Wednesday, April 06, 2016

between


I wrote this post several weeks ago and thought I might have more insight to add. I don't yet, so I'm just going to post it as is.

I don't know if I have the brains to pull this off, but I'm going to try to explain some of things that I have been thinking about. If you think I may be overstating something and making unhelpful generalizations or otherwise bringing unnecessary confusion to the topic, you likely are correct. I have a bit of head cold and would love several hours of solitude to dig through my books and notes and think about this a lot more. That's not my life right now, so I offer these caveats in the hopes that you know that I am on the same journey as most of you.

I'll start by relating a mental exercise I put myself through last week and then share a few related quotes and see if any of this sounds convincing.
Last week, I took advantage of visiting family to play with my kids while I did a little bit of clothes shopping. Therefore this meant I was by myself in our car with no set appointment time or other scheduling matter, I was just off by myself. As I traveled over the country roads to the shopping outlets, I was thinking about the idea that in God's world, everything He created is connected in some way to everything else. So I thought about picking two seemingly unrelated items and seeing if I could ask some compare and contrast questions about both of them and see if any connections formed. A bit skeptical, I immediately picked the first two things that caught my eye.
A wooden sign advertising a business location surrounded by a couple of taller pine trees. Is there any connection between a sign and a pine tree, I wondered?
So I started by asking how are they alike. They both are made out of wood, they both stand by themselves, they both mark a spot, they can both serve as landmarks. And then I thought about the tree by itself for just a second and I thought of the cross, a very normal connection. And this idea of landmarks stuck in my head at the idea of the cross being the landmark of the redemption story. Earlier in our Sunday School year, we had created timelines with the kids, and the central figure was Jesus on the cross.
And then I remembered I had begun reading Robert McFarlane's, Landmarks, last year, but didn't really finish it before it was due back to the library. And I thought about his use of the term landmarks as being very specific and actual types of land arrangements. Everything, every detail falling into one type of geological term or another. Nothing was overlooked.
As I thought back to my wooden sign and my pine tree, I was amazed at how these two seemingly unrelated items could cause such a rabbit trail of thoughts. And this thinking exercise really only lasted minutes, less than three, as I arrived at a signal light and I was back to thinking about my shopping plans.
Soon after, I read this article by Richard Marsh, a science teacher who wrote the following in a CiRCE post called The Musical Root of Science:

It was elegant and simple, and it struck me as profound because it focused on the relationship between the two quantities rather than on their individual values.The modern formula is the means of quickly computing an individual value, but Galileo’s proportional reasoning was the original means of identifying the root relationship.

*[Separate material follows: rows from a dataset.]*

#[cfg(test)]
mod tests {
    use super::*;
    use std::collections::HashMap;
    use std::sync::Mutex;

    use async_trait::async_trait;
    use fleetgrid_core::{
        DeploymentPolicy, InstanceDescription, LoadBalancerBinding, Resources,
    };
    use fleetgrid_state::InstanceRecord;

    #[derive(Default)]
    pub(crate) struct RecordingTargets {
        pub registered: Mutex<Vec<(String, u16)>>,
    }

    #[async_trait]
    impl TargetRegistration for RecordingTargets {
        async fn register_target(&self, instance_id: &str, port: u16) -> anyhow::Result<()> {
            self.registered.lock().unwrap().push((instance_id.to_string(), port));
            Ok(())
        }

        async fn deregister_target(&self, instance_id: &str, port: u16) -> anyhow::Result<()> {
            self.registered
                .lock()
                .unwrap()
                .retain(|(i, p)| !(i == instance_id && *p == port));
            Ok(())
        }
    }

    fn service(desired: u32, memory: u32) -> ServiceSpec {
        ServiceSpec {
            name: "web".to_string(),
            task_definition: TaskDefinition {
                family: "web".to_string(),
                revision: 1,
                cpu: 256,
                memory,
                container_port: Some(80),
            },
            desired_count: desired,
            placement_strategies: vec![],
            placement_constraints: vec![],
            deployment: DeploymentPolicy::default(),
            scaling: None,
            load_balancer: Some(LoadBalancerBinding { container_port: 80 }),
        }
    }

    async fn add_instance(registry: &ClusterRegistry, id: &str, memory: u32) {
        registry
            .register_instance(InstanceRecord::from_description(&InstanceDescription {
                id: id.to_string(),
                availability_zone: "az-a".to_string(),
                instance_type: "m5.large".to_string(),
                resources: Resources::new(4096, memory),
                attributes: HashMap::new(),
                launched_at: 0,
                protected_from_scale_in: false,
            }))
            .await;
    }

    async fn setup(spec: ServiceSpec, memory: u32) -> (ServiceScheduler, Arc<RecordingTargets>) {
        let registry = ClusterRegistry::new();
        add_instance(&registry, "i-1", memory).await;
        registry.put_service(spec).await;
        let targets = Arc::new(RecordingTargets::default());
        let scheduler = ServiceScheduler::new(PlacementEngine::new(registry), targets.clone());
        (scheduler, targets)
    }

    #[tokio::test]
    async fn launches_up_to_desired_and_registers_targets() {
        let (scheduler, targets) = setup(service(3, 512), 4096).await;

        let summary = scheduler.reconcile_service("web").await.unwrap();
        assert_eq!(summary.launched, 3);
        assert_eq!(summary.placed, 3);
        assert_eq!(targets.registered.lock().unwrap().len(), 3);

        // Converged: a second pass does nothing.
        assert!(scheduler.reconcile_service("web").await.unwrap().is_noop());
    }

    #[tokio::test]
    async fn scale_down_stops_newest_and_deregisters() {
        let (scheduler, targets) = setup(service(3, 512), 4096).await;
        scheduler.reconcile_service("web").await.unwrap();
        let oldest = scheduler.registry().active_tasks_for_service("web").await[0].id.clone();

        scheduler.registry().set_desired_count("web", 1).await.unwrap();
        let summary = scheduler.reconcile_service("web").await.unwrap();
        assert_eq!(summary.stopped, 2);

        let remaining = scheduler.registry().active_tasks_for_service("web").await;
        assert_eq!(remaining.len(), 1);
        assert_eq!(remaining[0].id, oldest);
        assert_eq!(targets.registered.lock().unwrap().len(), 1);

        let inst = scheduler.registry().instance("i-1").await.unwrap();
        assert_eq!(inst.available.memory, 4096 - 512);
    }

    #[tokio::test]
    async fn pending_tasks_are_placed_when_capacity_appears() {
        let (scheduler, _) = setup(service(3, 1024), 2048).await;

        let summary = scheduler.reconcile_service("web").await.unwrap();
        assert_eq!((summary.placed, summary.deferred), (2, 1));

        add_instance(scheduler.registry(), "i-2", 2048).await;
        let summary = scheduler.reconcile_service("web").await.unwrap();
        assert_eq!(summary.launched, 0);
        assert_eq!(summary.placed, 1);
        assert!(scheduler.registry().pending_tasks().await.is_empty());
    }

    #[tokio::test]
    async fn excess_prefers_pending_tasks() {
        let (scheduler, _) = setup(service(3, 1024), 2048).await;
        scheduler.reconcile_service("web").await.unwrap();
        assert_eq!(scheduler.registry().pending_tasks().await.len(), 1);

        scheduler.registry().set_desired_count("web", 2).await.unwrap();
        let summary = scheduler.reconcile_service("web").await.unwrap();
        assert_eq!(summary.stopped, 1);
        assert!(scheduler.registry().pending_tasks().await.is_empty());
        assert_eq!(
            scheduler.registry().active_tasks_by_instance().await.get("i-1"),
            Some(&2)
        );
    }

    #[tokio::test]
    async fn unhealthy_tasks_are_replaced() {
        let (scheduler, _) = setup(service(2, 512), 4096).await;
        scheduler.reconcile_service("web").await.unwrap();
        let sick = scheduler.registry().active_tasks_for_service("web").await[0].id.clone();
        scheduler
            .registry()
            .set_task_health(&sick, HealthStatus::Unhealthy)
            .await
            .unwrap();

        let summary = scheduler.reconcile_service("web").await.unwrap();
        assert_eq!((summary.stopped, summary.launched), (1, 1));
        let active = scheduler.registry().active_tasks_for_service("web").await;
        assert_eq!(active.len(), 2);
        assert!(active.iter().all(|t| t.id != sick));
    }

    #[tokio::test]
    async fn oversized_task_is_reported_and_stopped() {
        let (scheduler, _) = setup(service(1, 8192), 4096).await;
        let summary = scheduler.reconcile_service("web").await.unwrap();
        assert_eq!(summary.failed.len(), 1);
        assert!(scheduler.registry().active_tasks_for_service("web").await.is_empty());
    }

    #[tokio::test]
    async fn unplaceable_service_waits_for_fleet_change() {
        let (scheduler, _) = setup(service(3, 8192), 4096).await;
        let summary = scheduler.reconcile_service("web").await.unwrap();
        assert_eq!((summary.launched, summary.failed.len()), (1, 1));

        // Nothing changed: no new task records churn through.
        let summary = scheduler.reconcile_service("web").await.unwrap();
        assert!(summary.is_noop());
        assert_eq!(scheduler.registry().tasks().await.len(), 1);

        add_instance(scheduler.registry(), "i-2", 32768).await;
        let summary = scheduler.reconcile_service("web").await.unwrap();
        assert_eq!((summary.launched, summary.placed), (3, 3));
    }

    #[tokio::test]
    async fn unplaceable_service_resumes_on_new_definition() {
        let (scheduler, _) = setup(service(2, 8192), 4096).await;
        scheduler.reconcile_service("web").await.unwrap();
        assert!(scheduler.reconcile_service("web").await.unwrap().is_noop());

        let mut definition = service(2, 1024).task_definition;
        definition.revision = 2;
        scheduler
            .registry()
            .set_task_definition("web", definition)
            .await
            .unwrap();
        let summary = scheduler.reconcile_service("web").await.unwrap();
        assert_eq!((summary.launched, summary.placed), (2, 2));
    }

    /// Holds every target registration until released.
    #[derive(Default)]
    struct GatedTargets {
        entered: tokio::sync::Notify,
        release: tokio::sync::Notify,
    }

    #[async_trait]
    impl TargetRegistration for GatedTargets {
        async fn register_target(&self, _instance_id: &str, _port: u16) -> anyhow::Result<()> {
            self.entered.notify_one();
            self.release.notified().await;
            Ok(())
        }

        async fn deregister_target(&self, _instance_id: &str, _port: u16) -> anyhow::Result<()> {
            Ok(())
        }
    }

    #[tokio::test]
    async fn deployment_waits_for_running_pass() {
        let registry = ClusterRegistry::new();
        add_instance(&registry, "i-1", 4096).await;
        registry.put_service(service(1, 512)).await;
        let targets = Arc::new(GatedTargets::default());
        let scheduler = Arc::new(ServiceScheduler::new(
            PlacementEngine::new(registry.clone()),
            targets.clone(),
        ));

        let pass = tokio::spawn({
            let scheduler = scheduler.clone();
            async move { scheduler.reconcile_service("web").await }
        });
        targets.entered.notified().await;

        let begin = tokio::spawn({
            let registry = registry.clone();
            async move { registry.begin_deployment("web").await }
        });
        tokio::time::sleep(Duration::from_millis(20)).await;
        assert!(!begin.is_finished());

        targets.release.notify_one();
        assert_eq!(pass.await.unwrap().unwrap().placed, 1);
        assert!(begin.await.unwrap());
        assert!(scheduler.reconcile_service("web").await.unwrap().skipped);
    }

    #[tokio::test]
    async fn skips_service_under_deployment() {
        let (scheduler, _) = setup(service(2, 512), 4096).await;
        scheduler.registry().begin_deployment("web").await;
        let summary = scheduler.reconcile_service("web").await.unwrap();
        assert!(summary.skipped);
        assert!(scheduler.registry().active_tasks_for_service("web").await.is_empty());
    }

    #[tokio::test]
    async fn unknown_service_is_an_error() {
        let (scheduler, _) = setup(service(1, 512), 4096).await;
        assert!(matches!(
            scheduler.reconcile_service("nope").await,
            Err(SchedulerError::ServiceNotFound(_))
        ));
    }
}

I think it was Andrew Kern who said that the soul is constantly seeking harmony and when you see an equal sign in an equation what you are seeing is harmony.

To quote from Richard Marsh's article again:

Arithmetic focuses on the properties of individual numbers, such as even or odd and so forth, but music focuses on the properties of numbers in relationship to each other, such as in harmonic ratios. It then struck me that my education in physics had been an education in Arithmetic only, focusing on how to find the individual numerical “answer”. Give me the length of a pendulum and I can compute for you the specific time for one cycle. I was very good at focusing on individual, absolute quantities through the use of equations.

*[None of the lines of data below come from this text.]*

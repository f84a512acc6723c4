//! HTTP probes against task endpoints and the per-task verdict they feed.
//!
//! A task's verdict only changes after a run of identical outcomes: a
//! failing run must reach the unhealthy threshold, a passing run the
//! recovery threshold. Probe spacing doubles with each consecutive failure.

use std::time::Duration;

use bytes::Bytes;
use http::{Request, StatusCode};
use http_body_util::Empty;
use hyper_util::rt::TokioIo;
use thiserror::Error;
use tokio::net::TcpStream;
use tracing::{debug, warn};

use fleetgrid_state::HealthStatus;

/// Consecutive failures before a task is reported unhealthy.
pub const DEFAULT_UNHEALTHY_THRESHOLD: u32 = 3;

/// Longest gap between probes of a failing task.
const MAX_BACKOFF: Duration = Duration::from_secs(60);

/// Outcome of one probe.
#[derive(Debug, Clone, Copy, PartialEq, Eq)]
pub enum ProbeResult {
    /// 2xx response.
    Healthy,
    /// Any other response.
    Unhealthy,
    /// No response: refused, broken, or timed out.
    Failed,
}

impl ProbeResult {
    fn passed(self) -> bool {
        self == ProbeResult::Healthy
    }
}

/// Run of identical outcomes ending at the latest probe.
#[derive(Debug, Clone, Copy, PartialEq, Eq)]
enum Streak {
    Passing(u32),
    Failing(u32),
}

/// Verdict for one task, driven by its probe history.
#[derive(Debug, Clone)]
pub struct HealthTracker {
    status: HealthStatus,
    streak: Streak,
    fail_after: u32,
    recover_after: u32,
    interval: Duration,
}

impl HealthTracker {
    /// A tracker that recovers on a single success.
    pub fn new(unhealthy_threshold: u32, interval: Duration) -> Self {
        Self::with_thresholds(unhealthy_threshold, 1, interval)
    }

    pub fn with_thresholds(unhealthy_threshold: u32, healthy_threshold: u32, interval: Duration) -> Self {
        Self {
            status: HealthStatus::Unknown,
            streak: Streak::Passing(0),
            fail_after: unhealthy_threshold.max(1),
            recover_after: healthy_threshold.max(1),
            interval,
        }
    }

    /// Fold one probe outcome in and return the resulting verdict.
    pub fn record(&mut self, result: ProbeResult) -> HealthStatus {
        self.streak = match (self.streak, result.passed()) {
            (Streak::Passing(n), true) => Streak::Passing(n.saturating_add(1)),
            (Streak::Failing(n), false) => Streak::Failing(n.saturating_add(1)),
            (_, true) => Streak::Passing(1),
            (_, false) => Streak::Failing(1),
        };

        let verdict = match self.streak {
            Streak::Passing(n) if n >= self.recover_after => HealthStatus::Healthy,
            Streak::Failing(n) if n >= self.fail_after => HealthStatus::Unhealthy,
            _ => self.status,
        };
        if verdict != self.status {
            match verdict {
                HealthStatus::Unhealthy => {
                    warn!(failures = self.consecutive_failures(), threshold = self.fail_after, "task marked unhealthy")
                }
                _ => debug!(from = ?self.status, to = ?verdict, "task health changed"),
            }
            self.status = verdict;
        }
        self.status
    }

    pub fn status(&self) -> HealthStatus {
        self.status
    }

    pub fn consecutive_failures(&self) -> u32 {
        match self.streak {
            Streak::Failing(n) => n,
            Streak::Passing(_) => 0,
        }
    }

    /// Wait before the next probe: the base interval, doubled per
    /// consecutive failure up to one minute.
    pub fn next_interval(&self) -> Duration {
        let doublings = self.consecutive_failures().min(16);
        self.interval
            .saturating_mul(1 << doublings)
            .min(MAX_BACKOFF.max(self.interval))
    }
}

#[derive(Debug, Error)]
enum ProbeError {
    #[error("connect: {0}")]
    Connect(#[from] std::io::Error),
    #[error("http: {0}")]
    Hyper(#[from] hyper::Error),
    #[error("request: {0}")]
    Request(#[from] http::Error),
}

async fn fetch_status(address: &str, uri: &str) -> Result<StatusCode, ProbeError> {
    let stream = TcpStream::connect(address).await?;
    let (mut sender, conn) = hyper::client::conn::http1::handshake(TokioIo::new(stream)).await?;
    tokio::spawn(async move {
        let _ = conn.await;
    });

    let request = Request::get(uri)
        .header(http::header::HOST, address)
        .header(http::header::USER_AGENT, "fleetgrid-health/0.1")
        .body(Empty::<Bytes>::new())?;
    Ok(sender.send_request(request).await?.status())
}

/// GET `http://{address}{path}` within `timeout`.
pub async fn http_probe(address: &str, path: &str, timeout: Duration) -> ProbeResult {
    let uri = format!("http://{address}{path}");
    match tokio::time::timeout(timeout, fetch_status(address, &uri)).await {
        Ok(Ok(status)) if status.is_success() => ProbeResult::Healthy,
        Ok(Ok(status)) => {
            debug!(%status, %uri, "health endpoint answered non-2xx");
            ProbeResult::Unhealthy
        }
        Ok(Err(e)) => {
            debug!(error = %e, %uri, "health probe failed");
            ProbeResult::Failed
        }
        Err(_) => {
            debug!(%uri, "health probe timed out");
            ProbeResult::Failed
        }
    }
}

What I lacked was an education in music, a training of the mind to identify and distinguish relationships between absolute quantities and to find the proper harmony among them. Coming from a public school background, I never had much musical education once I decided that I preferred math and science. The departments were separated physically and philosophically in my high school, and the two groups viewed each other with some smoldering hostility.

But it was the musical mindset that gave Galileo insight into the scientific properties of the pendulum. Music was not a menace to science, but a friend. The individual values of length and time were not so much important in themselves as was the relationship between them, and that required a musical form of thought.


What did this thought experiment accomplish, I wondered. One thing I can see so far is that it gives me a tool, a process for thinking about anything and everything. How is this like this, how is this different than this? This is thinking by analogy. What else does it look like? What else does it remind me of? Why is it like that? (These questions come from The Private Eye science curriculum.)

Andrew Kern, if my notes are right, said this in his lecture How to Read a Great Book(And a Hard One):  Every story is about something other than the story, because the story didn't really happen. Stories are always analogies. They are always pointing to something else.

As Joy Shannon recently shared on the Charlotte Mason Institute:
Simply put – it’s all about relationships. Not just knowing about something but having a relationship with it. Not just a casual or passing interest, but a relationship that touches the heart, soul, and mind and leaves one changed never to be quite the same again. The deeper known and the more of these relationships we lay hold of, the fuller and richer our lives will be. At the same time we grow and have an increased ability to serve.